Supplied information:
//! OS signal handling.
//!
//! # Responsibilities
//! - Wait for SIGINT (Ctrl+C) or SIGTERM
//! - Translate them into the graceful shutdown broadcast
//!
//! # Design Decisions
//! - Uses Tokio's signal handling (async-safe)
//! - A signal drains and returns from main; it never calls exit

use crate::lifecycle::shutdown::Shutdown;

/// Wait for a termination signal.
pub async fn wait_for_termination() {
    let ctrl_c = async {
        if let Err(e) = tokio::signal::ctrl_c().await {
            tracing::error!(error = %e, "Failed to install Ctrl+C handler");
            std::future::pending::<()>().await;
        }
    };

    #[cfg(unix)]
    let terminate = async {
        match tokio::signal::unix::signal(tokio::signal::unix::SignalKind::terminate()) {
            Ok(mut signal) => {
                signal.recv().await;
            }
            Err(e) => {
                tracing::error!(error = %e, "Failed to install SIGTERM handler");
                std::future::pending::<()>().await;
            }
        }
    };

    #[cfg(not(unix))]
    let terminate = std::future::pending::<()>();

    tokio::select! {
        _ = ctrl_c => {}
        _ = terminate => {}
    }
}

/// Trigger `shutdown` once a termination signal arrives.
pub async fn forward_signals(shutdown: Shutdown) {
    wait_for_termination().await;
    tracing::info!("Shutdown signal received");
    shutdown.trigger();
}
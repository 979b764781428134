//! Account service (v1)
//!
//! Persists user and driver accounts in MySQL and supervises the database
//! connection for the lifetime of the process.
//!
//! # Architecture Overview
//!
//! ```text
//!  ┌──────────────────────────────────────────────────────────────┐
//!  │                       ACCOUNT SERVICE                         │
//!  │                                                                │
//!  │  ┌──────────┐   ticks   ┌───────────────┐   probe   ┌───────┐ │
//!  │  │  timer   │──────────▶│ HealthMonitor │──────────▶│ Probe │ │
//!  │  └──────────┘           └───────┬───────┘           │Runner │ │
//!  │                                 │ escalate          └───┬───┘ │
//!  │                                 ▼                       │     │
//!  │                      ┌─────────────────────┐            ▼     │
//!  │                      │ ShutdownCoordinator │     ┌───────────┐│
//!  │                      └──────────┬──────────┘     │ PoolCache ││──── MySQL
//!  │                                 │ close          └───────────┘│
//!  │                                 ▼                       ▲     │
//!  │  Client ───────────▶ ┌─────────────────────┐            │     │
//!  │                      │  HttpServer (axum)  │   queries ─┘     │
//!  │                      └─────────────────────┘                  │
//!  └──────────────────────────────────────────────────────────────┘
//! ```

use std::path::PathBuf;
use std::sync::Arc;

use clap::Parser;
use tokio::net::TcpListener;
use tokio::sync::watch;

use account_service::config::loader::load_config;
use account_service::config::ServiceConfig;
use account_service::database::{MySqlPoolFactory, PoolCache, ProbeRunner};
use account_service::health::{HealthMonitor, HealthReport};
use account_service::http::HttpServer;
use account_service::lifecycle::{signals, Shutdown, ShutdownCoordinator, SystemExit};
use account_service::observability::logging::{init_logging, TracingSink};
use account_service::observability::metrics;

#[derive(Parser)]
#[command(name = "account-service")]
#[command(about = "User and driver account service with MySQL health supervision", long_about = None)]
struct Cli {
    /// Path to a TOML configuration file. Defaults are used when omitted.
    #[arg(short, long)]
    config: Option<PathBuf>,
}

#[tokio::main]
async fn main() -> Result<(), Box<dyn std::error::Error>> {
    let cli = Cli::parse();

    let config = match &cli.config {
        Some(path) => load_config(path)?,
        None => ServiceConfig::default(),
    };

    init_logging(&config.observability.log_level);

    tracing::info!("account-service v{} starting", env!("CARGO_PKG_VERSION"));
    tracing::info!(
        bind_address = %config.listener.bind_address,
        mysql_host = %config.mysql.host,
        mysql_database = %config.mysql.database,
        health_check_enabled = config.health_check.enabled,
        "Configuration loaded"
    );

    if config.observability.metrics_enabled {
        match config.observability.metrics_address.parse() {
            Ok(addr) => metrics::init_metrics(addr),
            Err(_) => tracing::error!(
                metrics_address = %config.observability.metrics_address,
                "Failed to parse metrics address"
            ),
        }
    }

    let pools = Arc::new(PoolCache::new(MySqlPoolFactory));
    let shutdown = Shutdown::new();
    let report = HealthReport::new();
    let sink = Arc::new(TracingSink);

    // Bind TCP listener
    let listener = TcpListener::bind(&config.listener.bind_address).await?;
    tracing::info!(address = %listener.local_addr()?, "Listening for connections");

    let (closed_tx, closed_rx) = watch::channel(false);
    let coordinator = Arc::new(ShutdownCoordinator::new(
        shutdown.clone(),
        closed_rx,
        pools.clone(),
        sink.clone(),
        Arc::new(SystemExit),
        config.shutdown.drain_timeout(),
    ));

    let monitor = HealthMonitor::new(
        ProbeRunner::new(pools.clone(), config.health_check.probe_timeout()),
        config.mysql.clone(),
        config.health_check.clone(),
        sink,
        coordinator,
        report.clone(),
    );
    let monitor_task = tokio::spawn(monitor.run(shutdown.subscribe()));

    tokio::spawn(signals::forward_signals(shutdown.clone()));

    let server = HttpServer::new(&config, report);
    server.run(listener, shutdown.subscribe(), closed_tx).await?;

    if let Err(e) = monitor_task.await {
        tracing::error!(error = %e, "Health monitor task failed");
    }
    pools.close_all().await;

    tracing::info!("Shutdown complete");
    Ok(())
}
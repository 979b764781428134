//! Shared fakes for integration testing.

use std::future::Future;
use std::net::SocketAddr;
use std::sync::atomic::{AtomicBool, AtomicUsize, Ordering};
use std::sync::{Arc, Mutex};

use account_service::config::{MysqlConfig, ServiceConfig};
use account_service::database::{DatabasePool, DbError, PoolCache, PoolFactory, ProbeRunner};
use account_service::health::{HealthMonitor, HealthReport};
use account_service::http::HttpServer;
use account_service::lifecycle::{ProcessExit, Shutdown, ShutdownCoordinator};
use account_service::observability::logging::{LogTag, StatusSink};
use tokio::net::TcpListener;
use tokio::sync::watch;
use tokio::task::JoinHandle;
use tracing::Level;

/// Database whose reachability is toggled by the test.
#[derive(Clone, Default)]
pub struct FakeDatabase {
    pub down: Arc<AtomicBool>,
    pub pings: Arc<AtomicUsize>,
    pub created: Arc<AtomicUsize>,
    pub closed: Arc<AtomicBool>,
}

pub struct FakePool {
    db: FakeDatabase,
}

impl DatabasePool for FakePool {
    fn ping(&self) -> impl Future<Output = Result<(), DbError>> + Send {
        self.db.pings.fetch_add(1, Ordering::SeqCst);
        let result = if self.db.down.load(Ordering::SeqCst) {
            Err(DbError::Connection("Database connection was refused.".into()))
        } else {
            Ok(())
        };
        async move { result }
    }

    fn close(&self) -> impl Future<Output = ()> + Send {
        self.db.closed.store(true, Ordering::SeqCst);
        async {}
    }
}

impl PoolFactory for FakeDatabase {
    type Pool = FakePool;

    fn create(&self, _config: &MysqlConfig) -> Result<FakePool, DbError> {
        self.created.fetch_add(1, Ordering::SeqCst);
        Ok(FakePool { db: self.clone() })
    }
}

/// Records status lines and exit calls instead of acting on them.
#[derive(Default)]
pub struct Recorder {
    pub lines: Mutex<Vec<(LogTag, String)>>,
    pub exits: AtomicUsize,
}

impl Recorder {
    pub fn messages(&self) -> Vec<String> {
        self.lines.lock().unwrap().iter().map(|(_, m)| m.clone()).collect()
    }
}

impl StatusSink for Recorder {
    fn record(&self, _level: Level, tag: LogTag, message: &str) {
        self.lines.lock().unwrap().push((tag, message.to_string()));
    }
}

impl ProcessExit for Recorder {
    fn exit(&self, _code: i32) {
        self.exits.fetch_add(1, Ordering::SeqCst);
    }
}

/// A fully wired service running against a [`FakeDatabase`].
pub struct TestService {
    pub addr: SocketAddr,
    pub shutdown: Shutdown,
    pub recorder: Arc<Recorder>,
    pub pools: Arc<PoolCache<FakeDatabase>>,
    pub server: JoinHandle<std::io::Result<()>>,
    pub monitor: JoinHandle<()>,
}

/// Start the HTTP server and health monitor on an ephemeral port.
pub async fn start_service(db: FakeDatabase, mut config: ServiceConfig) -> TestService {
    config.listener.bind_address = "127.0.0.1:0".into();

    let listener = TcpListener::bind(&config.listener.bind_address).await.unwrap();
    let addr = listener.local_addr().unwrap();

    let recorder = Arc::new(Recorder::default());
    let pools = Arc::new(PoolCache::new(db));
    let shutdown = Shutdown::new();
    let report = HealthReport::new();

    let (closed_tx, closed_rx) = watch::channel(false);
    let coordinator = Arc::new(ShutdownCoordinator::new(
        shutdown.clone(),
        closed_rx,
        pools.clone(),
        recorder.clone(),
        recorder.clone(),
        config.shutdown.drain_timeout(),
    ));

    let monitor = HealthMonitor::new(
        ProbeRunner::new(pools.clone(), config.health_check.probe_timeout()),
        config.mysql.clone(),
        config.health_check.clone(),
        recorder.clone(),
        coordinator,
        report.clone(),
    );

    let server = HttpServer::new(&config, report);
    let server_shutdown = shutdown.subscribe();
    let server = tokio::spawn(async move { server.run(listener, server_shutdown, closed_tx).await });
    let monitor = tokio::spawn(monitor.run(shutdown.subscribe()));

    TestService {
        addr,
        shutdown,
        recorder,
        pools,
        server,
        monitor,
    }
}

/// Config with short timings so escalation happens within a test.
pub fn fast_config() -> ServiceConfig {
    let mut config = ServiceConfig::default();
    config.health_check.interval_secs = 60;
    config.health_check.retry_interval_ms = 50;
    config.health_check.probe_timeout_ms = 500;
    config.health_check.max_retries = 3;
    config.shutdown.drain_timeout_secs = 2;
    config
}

Required action: Which lines above include the word "short"? Return each one.

Output for this task:
    #[arg(short, long)]
/// Config with short timings so escalation happens within a test.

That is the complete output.